The third level: gestational variables

History of anaemia, diabetes mellitus and arterial hypertension during pregnancy were considered positive only when the mother declared having been diagnosed with one of these conditions by a physician. Information on smoking during pregnancy was also collected, considering as smokers those mothers who reported smoking at least one cigarette, on a daily basis, during any trimester of pregnancy.

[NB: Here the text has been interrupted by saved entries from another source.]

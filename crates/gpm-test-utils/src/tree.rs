//! [`TestTree`] builder for sync engine scenarios.

use std::fs;
use std::path::{Path, PathBuf};
use std::sync::Arc;
use std::time::{Duration, SystemTime};

use gpm_core::{BlobId, BlobStore, EncryptionAdapter, GpmConfig, RecipientConfig, SyncEngine};
use tempfile::TempDir;

/// Passphrase every [`TestTree`] engine uses unless told otherwise.
pub const TEST_PASSPHRASE: &str = "correct horse battery staple";

/// A temporary working tree with an initialized `.gpm` directory.
///
/// # Example
///
/// ```rust,no_run
/// use std::sync::Arc;
/// use gpm_core::Direction;
/// use gpm_test_utils::{TestTree, XorAdapter};
///
/// let tree = TestTree::new();
/// tree.write("notes/a.txt", "secret");
/// let report = tree.engine(Arc::new(XorAdapter::new())).sync(Direction::Encrypt).unwrap();
/// assert!(report.success());
/// ```
pub struct TestTree {
    temp_dir: TempDir,
}

impl Default for TestTree {
    fn default() -> Self {
        Self::new()
    }
}

impl TestTree {
    /// Create a temporary directory containing `.gpm/`.
    pub fn new() -> Self {
        let temp_dir = TempDir::new().unwrap();
        fs::create_dir(temp_dir.path().join(".gpm")).unwrap();
        Self { temp_dir }
    }

    /// Create a temporary directory without `.gpm/`.
    pub fn uninitialized() -> Self {
        Self {
            temp_dir: TempDir::new().unwrap(),
        }
    }

    pub fn root(&self) -> &Path {
        self.temp_dir.path()
    }

    pub fn path(&self, rel: &str) -> PathBuf {
        self.root().join(rel)
    }

    /// Write `content` to `rel`, creating parent directories.
    pub fn write(&self, rel: &str, content: impl AsRef<[u8]>) {
        let path = self.path(rel);
        if let Some(parent) = path.parent() {
            fs::create_dir_all(parent).unwrap();
        }
        fs::write(&path, content).unwrap();
    }

    pub fn read(&self, rel: &str) -> String {
        fs::read_to_string(self.path(rel))
            .unwrap_or_else(|e| panic!("Could not read {}: {}", rel, e))
    }

    pub fn remove(&self, rel: &str) {
        fs::remove_file(self.path(rel)).unwrap();
    }

    pub fn exists(&self, rel: &str) -> bool {
        self.path(rel).exists()
    }

    /// Move the modification time of `rel` forward without changing content.
    pub fn touch(&self, rel: &str) {
        let path = self.path(rel);
        let current = fs::metadata(&path).unwrap().modified().unwrap();
        let later = current.max(SystemTime::now()) + Duration::from_secs(5);
        fs::File::options()
            .write(true)
            .open(&path)
            .unwrap()
            .set_modified(later)
            .unwrap();
    }

    /// Default configuration for tests: two workers, no fsync.
    pub fn config(&self) -> GpmConfig {
        let mut config = GpmConfig::default();
        config.engine.workers = Some(2);
        config.engine.fsync = false;
        config.engine.lock_timeout_ms = 500;
        config
    }

    pub fn data_dir(&self) -> PathBuf {
        self.path(".gpm/data")
    }

    pub fn blob_store(&self) -> BlobStore {
        BlobStore::open(self.data_dir(), false)
    }

    pub fn blob_ids(&self) -> Vec<BlobId> {
        self.blob_store().list().unwrap()
    }

    pub fn blob_count(&self) -> usize {
        self.blob_ids().len()
    }

    pub fn snapshot_exists(&self) -> bool {
        self.data_dir().join("manifest.enc").is_file()
    }

    pub fn manifest_text(&self) -> String {
        self.read(".gpm/manifest.toml")
    }

    /// Engine over this tree with [`TestTree::config`] and [`TEST_PASSPHRASE`].
    pub fn engine(&self, adapter: Arc<dyn EncryptionAdapter>) -> SyncEngine {
        self.engine_with(adapter, self.config())
    }

    pub fn engine_with(&self, adapter: Arc<dyn EncryptionAdapter>, config: GpmConfig) -> SyncEngine {
        SyncEngine::new(
            self.root(),
            config,
            adapter,
            RecipientConfig::passphrase(TEST_PASSPHRASE),
        )
        .unwrap()
    }

    /// Copy only the publishable data directory into a fresh tree, the way
    /// a clone of the published repository would see it.
    pub fn clone_published(&self) -> TestTree {
        let clone = TestTree::new();
        copy_dir(&self.data_dir(), &clone.data_dir());
        clone
    }

    /// Replace the published data directory with the one from `other`.
    pub fn pull_published_from(&self, other: &TestTree) {
        let data = self.data_dir();
        if data.exists() {
            fs::remove_dir_all(&data).unwrap();
        }
        copy_dir(&other.data_dir(), &data);
    }

    /// Assert that `rel` exists with exactly `content`.
    ///
    /// # Panics
    /// Panics with a descriptive message otherwise.
    pub fn assert_content(&self, rel: &str, content: &str) {
        let path = self.path(rel);
        assert!(path.is_file(), "Expected file to exist: {}", path.display());
        let actual = self.read(rel);
        assert_eq!(actual, content, "Unexpected content in {}", rel);
    }
}

fn copy_dir(from: &Path, to: &Path) {
    fs::create_dir_all(to).unwrap();
    for entry in fs::read_dir(from).unwrap() {
        let entry = entry.unwrap();
        let target = to.join(entry.file_name());
        if entry.file_type().unwrap().is_dir() {
            copy_dir(&entry.path(), &target);
        } else {
            fs::copy(entry.path(), &target).unwrap();
        }
    }
}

The fourth level: perinatal variables

Data on the newborn baby included mode of delivery (vaginal or caesarean section), 5-min Apgar, weight and gestational age. Newborns weighing <2500 g were considered as low birthweight (LBW). For assessing gestational age at birth an algorithm proposed by the National Center for Health Statistics15 was applied. The estimated age was based on the last menstrual period whenever it was consistent with birthweight, length and head circumference, based on the normal curves for these parameters for each week of gestational age.16 In case the last menstrual period-based gestational age was unknown or inconsistent, we adopted the clinical maturity estimate based on the Dubowitz method, which was performed on all newborns.17 Babies were categorised in terms of weight-for-gestational age according to the Williams criterion,16 into adequate, small or large-for-gestational-age at birth.

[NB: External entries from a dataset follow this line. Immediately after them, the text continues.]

/// Builds the status rows.
///
/// Per-entry failures (missing directory, unloadable workflow, identity
/// mismatch) become row flags. Registry and scheduler failures propagate.
pub fn known_submissions_status(
    registry: &KnownSubmissions,
    loader: &dyn WorkflowLoader,
    query: &dyn SchedulerQuery,
    options: StatusOptions,
) -> Result<StatusReport> {
    let records = registry
        .read_all()
        .with_context(|| format!("failed to read {}", registry.path().display()))?;

    let mut loaded: HashMap<String, LoadState> = HashMap::new();
    let mut alive_cache: HashMap<(String, u32), ActiveJobscripts> = HashMap::new();
    let mut rows = Vec::with_capacity(records.len());
    let mut to_deactivate = Vec::new();

    for record in records.iter().rev() {
        let mut row = StatusRow {
            local_id: record.local_id,
            workflow_id: record.workflow_id.clone(),
            workflow_path: record.path.clone(),
            workflow_name: workflow_name(&record.path),
            submit_time: record.submit_time.clone(),
            sub_idx: record.sub_idx,
            deleted: false,
            unloadable: false,
            status: RowStatus::Inactive,
            start_time: None,
            end_time: None,
            jobscripts: Vec::new(),
            active_jobscripts: ActiveJobscripts::new(),
            action_states: ActionStates::new(),
        };

        let state = loaded
            .entry(record.path.clone())
            .or_insert_with(|| load_state(loader, &record.path));
        match &*state {
            LoadState::Missing => row.deleted = true,
            LoadState::Unloadable => row.unloadable = true,
            LoadState::Loaded(workflow) if workflow.id != record.workflow_id => {
                debug!(
                    target: TARGET_SUBMISSION,
                    "workflow at {} now has id {}, expected {}",
                    record.path,
                    workflow.id,
                    record.workflow_id
                );
                row.deleted = true;
            }
            LoadState::Loaded(workflow) => {
                let sub_idx = record.sub_idx as usize;
                match workflow.submission(sub_idx) {
                    None => {
                        info!(
                            target: TARGET_SUBMISSION,
                            "workflow at {} has no submission {sub_idx}", record.path
                        );
                        row.unloadable = true;
                    }
                    Some(submission) => {
                        row.start_time = submission.start_time().ok().flatten();
                        row.end_time = submission.end_time().ok().flatten();
                        row.jobscripts = submission
                            .part_jobscripts(&record.submit_time)
                            .map(<[usize]>::to_vec)
                            .unwrap_or_default();
                        row.action_states = workflow.action_states(sub_idx);

                        if record.is_active {
                            let alive = cached_alive(&mut alive_cache, query, workflow, record)?;
                            if alive.is_empty() {
                                to_deactivate.push(record.local_id);
                            }
                            row.active_jobscripts = alive
                                .into_iter()
                                .filter(|(index, _)| row.jobscripts.contains(index))
                                .collect();
                        }
                    }
                }
            }
        }

        if row.no_access() && record.is_active {
            to_deactivate.push(record.local_id);
        }
        row.status = if row.deleted {
            RowStatus::Deleted
        } else if row.unloadable {
            RowStatus::Unloadable
        } else if row.is_active() {
            RowStatus::Active
        } else {
            RowStatus::Inactive
        };
        rows.push(row);
    }

    let mut removed = Vec::new();
    if !to_deactivate.is_empty() && !options.no_update {
        removed = registry
            .mark_inactive(&to_deactivate)
            .with_context(|| format!("failed to update {}", registry.path().display()))?;
        rows.retain(|row| !removed.contains(&row.local_id));
    }

    let (active, inactive): (Vec<_>, Vec<_>) = rows.into_iter().partition(StatusRow::is_active);
    let (no_access, mut access): (Vec<_>, Vec<_>) =
        inactive.into_iter().partition(StatusRow::no_access);
    access.sort_by_key(|row| std::cmp::Reverse(row.recency_key()));

    let mut out = active;
    out.extend(
        no_access
            .into_iter()
            .chain(access)
            .take(options.max_recent),
    );

    Ok(StatusReport {
        contract_version: STATUS_CONTRACT_VERSION.to_string(),
        rows: out,
        deactivated: to_deactivate,
        removed,
    })
}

The fifth level: child nutritional variables and mother–child morbidity

The result of BSDI evaluation of SDD administered to the subject at home within ±30 days of his or her first birthday was extracted from the 12-month follow-up. Variables pertaining to nutrition, mother and child morbidity, and environmental stimuli were obtained at the 24-month follow-up. Duration of breast feeding was categorised into five groups: <1, 1–3, 4–6, 7–12 and ≥13 months. Length-for-age deficit and excess weight-for-length were defined according to World Health Organization standards, using cut-off points corresponding to −2.00 and +2.00 SD Z scores, respectively.18 Information on history of febrile and non-febrile seizures was directly reported by the mother. All hospital admissions during the first 2 years of life were recorded. Maternal depression at 24 months post-delivery was assessed using the Edinburgh Postnatal Depression Scale (EPDS).19 The EPDS was validated with a sample of mothers from the 2004 Pelotas Birth Cohort, showing a sensitivity of 59.5% and a specificity of 88.4% for diagnosis of maternal depression (at the cut-off point ≥13).20

The sixth level: variables related to stimulation

Environmental stimuli studied included presence of children's books or comic books in the household, whether the child had been exposed to stories in the last week (as long as told by a person or recording, but excluding television or video programmes), and time spent watching television.

Quality control

All interviews were carried out by trained interviewers. Interviewers went through retraining sessions every 2 months aimed at maintaining a high level of standardisation. Also for quality control purposes, 5% of all interviews were repeated using an abbreviated version of the questionnaire, and 40% of mothers were contacted by telephone to ascertain that interviews were being carried out adequately and in full. Data were entered twice, by two independent technicians, using Epi Info software. v. 6.4.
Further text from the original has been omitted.